Perhaps he already has. After all, aged 27, he has passed 200 Test wickets, scored nearly 2000 Test runs and played a part in a World Twenty20 win, three successful Ashes series and the England team achieving the No. 1 Test ranking.
Yet the sense is there is more to come. The sense is that, with all that ability and all the faith the England selectors have invested in Broad, that he should be even better. That good isn't good enough; he has to be great.
That is quite a burden for a young cricketer. But when Broad first appeared in county cricket, he looked a player of such outrageous potential that there were hopes he could develop into something approach Glenn McGrath as a bowler and Andrew Flintoff as a batsman. That is a desperately high bench mark.
That may be part of the reason some have become infuriated with him. He has so much natural talent and so many of the advantages that were denied his predecessors - not least a central contract and the security of continuity of selection - that a Test bowling average of 31 and a batting average of 25 appear a disappointing return six years into a Test career that promised more.

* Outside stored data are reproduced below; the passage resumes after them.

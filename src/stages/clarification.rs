//! The clarification stage (§4.4): decides whether more context is needed
//! before a ruling can be made.

use schemars::JsonSchema;

use crate::{
    context::RequestContext,
    domain::{ClarificationOutcome, Question, QuestionKind},
    llm::LlmGateway,
    prelude::*,
};

use super::{StageError, prompts};

/// The permissive wire shape the model's JSON is first parsed into. Every
/// field is optional: missing-required-field handling is this stage's job,
/// not the LLM Gateway's (§4.1).
#[derive(Debug, Deserialize, JsonSchema)]
struct RawClarification {
    needs_clarification: Option<bool>,
    reason: Option<String>,
    questions: Option<Vec<RawQuestion>>,
}

#[derive(Debug, Deserialize, JsonSchema)]
struct RawQuestion {
    id: Option<String>,
    question: Option<String>,
    #[serde(rename = "type")]
    kind: Option<String>,
    options: Option<Vec<String>>,
    required: Option<bool>,
}

/// Run the clarification stage over `input`.
#[instrument(level = "debug", skip_all)]
pub async fn run(
    gateway: &LlmGateway,
    ctx: &RequestContext,
    input: &str,
) -> Result<ClarificationOutcome, StageError> {
    let language = prompts::select_language(input);
    let prompt = prompts::clarification_prompt(language, input);
    let raw: RawClarification = gateway.complete_json(ctx, &prompt).await?;

    if !raw.needs_clarification.unwrap_or(false) {
        return Ok(ClarificationOutcome::NotNeeded);
    }

    let reason = raw.reason.unwrap_or_default();
    let questions: Vec<Question> = raw
        .questions
        .unwrap_or_default()
        .into_iter()
        .enumerate()
        .filter_map(|(i, raw_question)| convert_question(i, raw_question))
        .collect();

    if questions.is_empty() {
        return Err(StageError::Invalid(
            "clarification needed but no usable questions were returned".to_owned(),
        ));
    }

    Ok(ClarificationOutcome::Needed { reason, questions })
}

/// Convert a single raw question, assigning a default id and defaulting a
/// missing `type` to `text` (§4.4). Questions with a choice-like type but no
/// usable options are dropped as best-effort, rather than failing the whole
/// stage.
fn convert_question(index: usize, raw: RawQuestion) -> Option<Question> {
    let question_text = raw.question?;
    if question_text.trim().is_empty() {
        return None;
    }

    let id = match raw.id {
        Some(id) if !id.trim().is_empty() => id,
        _ => format!("q{}", index + 1),
    };

    let kind = match raw.kind.as_deref() {
        Some("choice") => QuestionKind::Choice,
        Some("multiple_choice") => QuestionKind::MultipleChoice,
        _ => QuestionKind::Text,
    };

    let options = raw.options.filter(|options| !options.is_empty());
    if kind != QuestionKind::Text && options.is_none() {
        warn!(question_id = %id, "dropping clarification question with choice type but no options");
        return None;
    }

    Some(Question {
        id,
        question: question_text,
        kind,
        options,
        required: raw.required.unwrap_or(false),
    })
}

#[cfg(test)]
mod tests {
    use super::*;
    use crate::{llm::LlmGatewayConfig, llm::LlmProviderKind, llm::mock::MockLlmProvider};

    fn gateway_with(response: &str) -> LlmGateway {
        let config = LlmGatewayConfig::new(LlmProviderKind::OpenAi, "test-key".to_owned());
        LlmGateway::with_provider(config, Box::new(MockLlmProvider::always(response.to_owned())))
    }

    #[tokio::test]
    async fn not_needed_response_yields_not_needed_outcome() {
        let gateway = gateway_with(r#"{"needs_clarification": false}"#);
        let ctx = RequestContext::with_timeout(std::time::Duration::from_secs(5));
        let outcome = run(&gateway, &ctx, "Should I use Go or Python?").await.unwrap();
        assert!(matches!(outcome, ClarificationOutcome::NotNeeded));
    }

    #[tokio::test]
    async fn assigns_ids_and_defaults_type_to_text() {
        let gateway = gateway_with(
            r#"{"needs_clarification": true, "reason": "ambiguous", "questions": [
                {"question": "What is your budget?"},
                {"question": "Pick a region", "type": "choice", "options": ["us", "eu"]}
            ]}"#,
        );
        let ctx = RequestContext::with_timeout(std::time::Duration::from_secs(5));
        let outcome = run(&gateway, &ctx, "vague input").await.unwrap();
        match outcome {
            ClarificationOutcome::Needed { reason, questions } => {
                assert_eq!(reason, "ambiguous");
                assert_eq!(questions.len(), 2);
                assert_eq!(questions[0].id, "q1");
                assert_eq!(questions[0].kind, QuestionKind::Text);
                assert_eq!(questions[1].id, "q2");
                assert_eq!(questions[1].kind, QuestionKind::Choice);
                assert_eq!(questions[1].options.as_deref(), Some(&["us".to_owned(), "eu".to_owned()][..]));
            }
            ClarificationOutcome::NotNeeded => panic!("expected Needed"),
        }
    }

    #[tokio::test]
    async fn drops_choice_question_missing_options() {
        let gateway = gateway_with(
            r#"{"needs_clarification": true, "reason": "ambiguous", "questions": [
                {"question": "Pick one", "type": "choice"},
                {"question": "Describe it"}
            ]}"#,
        );
        let ctx = RequestContext::with_timeout(std::time::Duration::from_secs(5));
        let outcome = run(&gateway, &ctx, "vague input").await.unwrap();
        match outcome {
            ClarificationOutcome::Needed { questions, .. } => {
                assert_eq!(questions.len(), 1);
                assert_eq!(questions[0].question, "Describe it");
            }
            ClarificationOutcome::NotNeeded => panic!("expected Needed"),
        }
    }

    #[tokio::test]
    async fn needs_clarification_with_no_usable_questions_is_invalid() {
        let gateway = gateway_with(r#"{"needs_clarification": true, "questions": []}"#);
        let ctx = RequestContext::with_timeout(std::time::Duration::from_secs(5));
        let result = run(&gateway, &ctx, "vague input").await;
        assert!(matches!(result, Err(StageError::Invalid(_))));
    }
}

It is true that Broad has, at times, been more decorative than functional. Times when he has been long on potential and short on delivery. When watching him has been like waiting for a Faberge egg to hatch.
But whenever you think you can write off Broad, he produces a performance like this. A performance of such undeniable class and skill that it would seem madness to even contemplate dropping him. When, after all the time invested in him, it still seems he might just fulfil all those lofty ambitions people had for him.

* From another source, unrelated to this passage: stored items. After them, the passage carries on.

use std::{str::FromStr, sync::Arc, time::Duration};

use clap::Parser;
use tracing_subscriber::{
    EnvFilter, Layer as _, filter::Directive, fmt::format::FmtSpan, layer::SubscriberExt,
    util::SubscriberInitExt as _,
};
use verdict_engine::{
    api::{self, AppState},
    config::Config,
    llm::{LlmGateway, LlmGatewayConfig},
    orchestrator::{ClarificationMode, Orchestrator},
    prelude::*,
    repository::{Repository, sql::SqlRepository},
    search::{SearchGateway, SearchGatewayConfig},
};

/// Turn a free-form problem statement into a ruling and an executable plan.
#[derive(Debug, Parser)]
#[clap(
    version,
    author,
    after_help = r#"
Environment Variables:
  LLM_PROVIDER, <PROVIDER>_API_KEY, LLM_MODEL (optional)
  SEARCH_ENABLED, SEARCH_PROVIDER (optional)
  DATABASE_URL, PORT, PIPELINE_TIMEOUT_MS

  These variables may be set in a standard `.env` file.
"#
)]
struct Opts {
    /// Whether to run the clarification stage before ruling. Disable to
    /// always go straight to a verdict.
    #[clap(long, default_value_t = true)]
    clarify: bool,
}

/// Our entry point, which can return an error. [`anyhow::Result`] will
/// automatically print a nice error message with optional backtrace.
#[tokio::main]
async fn main() -> Result<()> {
    // Initialize tracing.
    let directive = Directive::from_str("info").expect("built-in directive should be valid");
    let env_filter = EnvFilter::builder().with_default_directive(directive).from_env_lossy();

    let subscriber = tracing_subscriber::fmt::layer()
        .with_span_events(FmtSpan::NEW | FmtSpan::CLOSE)
        .with_filter(env_filter);

    tracing_subscriber::registry().with(subscriber).init();

    real_main().await
}

/// Our real entry point.
#[instrument(level = "debug", name = "main", skip_all)]
async fn real_main() -> Result<()> {
    // Load environment variables from a `.env` file, if it exists.
    dotenvy::dotenv().ok();

    let opts = Opts::parse();
    debug!("Parsed options: {:?}", opts);

    let config = Config::from_env().context("failed to load configuration")?;
    let port = config.port;

    let llm_gateway_config = LlmGatewayConfig {
        provider: config.llm_provider,
        api_key: config.llm_api_key.clone(),
        model: config.llm_model.clone(),
        max_retries: 3,
        timeout: Duration::from_secs(5 * 60),
    };
    let llm = LlmGateway::new(llm_gateway_config).context("failed to build LLM gateway")?;

    let search = match config.search_provider {
        Some(kind) if config.search_enabled => {
            let client = reqwest::Client::new();
            let provider =
                verdict_engine::search::create_provider(kind, client).context("failed to build search provider")?;
            SearchGateway::new(provider, SearchGatewayConfig::default())
        }
        _ => SearchGateway::disabled(),
    };

    let clarification_mode = if opts.clarify {
        ClarificationMode::Enabled
    } else {
        ClarificationMode::Disabled
    };

    let orchestrator = Orchestrator::new(llm, search, clarification_mode, config.pipeline_timeout);

    let repository = SqlRepository::connect(&config.database_url)
        .await
        .context("failed to connect to the database")?;
    let repository: Arc<dyn Repository> = Arc::new(repository);

    let state = AppState {
        orchestrator: Arc::new(orchestrator),
        repository,
    };

    let app = api::router(state.clone());
    let addr = format!("0.0.0.0:{port}");
    info!(%addr, "listening");

    let listener = tokio::net::TcpListener::bind(&addr).await.context("failed to bind listener")?;
    axum::serve(listener, app)
        .with_graceful_shutdown(shutdown_signal())
        .await
        .context("server error")?;

    state.repository.close().await;
    Ok(())
}

/// Wait for either Ctrl-C or SIGTERM, so the process shuts down cleanly
/// under an orchestrator like systemd or Kubernetes.
async fn shutdown_signal() {
    let ctrl_c = async {
        tokio::signal::ctrl_c().await.expect("failed to install Ctrl-C handler");
    };

    #[cfg(unix)]
    let terminate = async {
        tokio::signal::unix::signal(tokio::signal::unix::SignalKind::terminate())
            .expect("failed to install SIGTERM handler")
            .recv()
            .await;
    };

    #[cfg(not(unix))]
    let terminate = std::future::pending::<()>();

    tokio::select! {
        () = ctrl_c => {},
        () = terminate => {},
    }
}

He does not do it often enough, of course, but even this year - a year when he has supposedly struggled - he has taken two five-wicket hauls against New Zealand and is on the brink of another against Australia. His figures in this series did not flatter him, either. He bowled well at Lord's and Old Trafford without a hint of fortune.
Broad was comfortably the best of England's bowlers on the second day in Durham. Partly as a result of his height, but mostly as a result of his skill, he generated more movement than his colleagues and maintained an immaculate line and length just on or outside off stump.
David Warner was undone by a beauty that seamed in, Usman Khawaja by one that had him unsure whether to play or leave and Chris Rogers was beaten more often than a snare drum as Broad, swinging the ball away but seaming it in, plugged away on off stump. Rogers later praised it as "an unbelievable, beautiful" spell of bowling. Broad finished the day with four wickets, but could have had several more.
At present, he requires a bit of assistance from conditions to be truly effective. It is not so much that he does not have the skills to contribute on the flattest of pitches - he did so in the UAE and Sri Lanka, after all - it is more that he does not always seem to have the heart for it.
In India, for example, there was a perception - possibly an incorrect one - that he did not have the stomach for the tough job required of him on flat surfaces and as one of only two seamers. Instead of rolling up his sleeves and embracing the glamour-free task - and the no-excuses culture - Broad spoke of illness and injury and finally went home early. The impression given at the time was that the England management were underwhelemed.
Perhaps that was harsh, though. Perhaps the foot injury and food poisoning that Broad sustained really did contribute to his lacklustre performance and Broad's real problems, once again, were the unrealistic aspirations we have had for him.
He has already had, by most standards, a good career. And, if he can remain fit and perhaps invest in a little more time in the gym to ensure he has the strength required for the rigours of his role, there is no reason the best should not be ahead of him.
Broad's performance came in stark contrast to that of James Anderson. On the sort of pitch that Anderson must dream about, he appeared, for the second Test in succession, jaded and lacklustre. He did not bowl badly - he almost never does - but by the standards he has set, it was an oddly neutral performance.
It may be facile, but it is worth reflecting for a moment on what the reaction might have been had Graham Onions played ahead of Anderson in this Test and produced an identical performance. He may well have been jettisoned forever. Anderson will certainly - and correctly - not suffer such a fate, but all the signs indicate he requires a break. A strong case could be made to suggest he has played his last international cricket of the summer.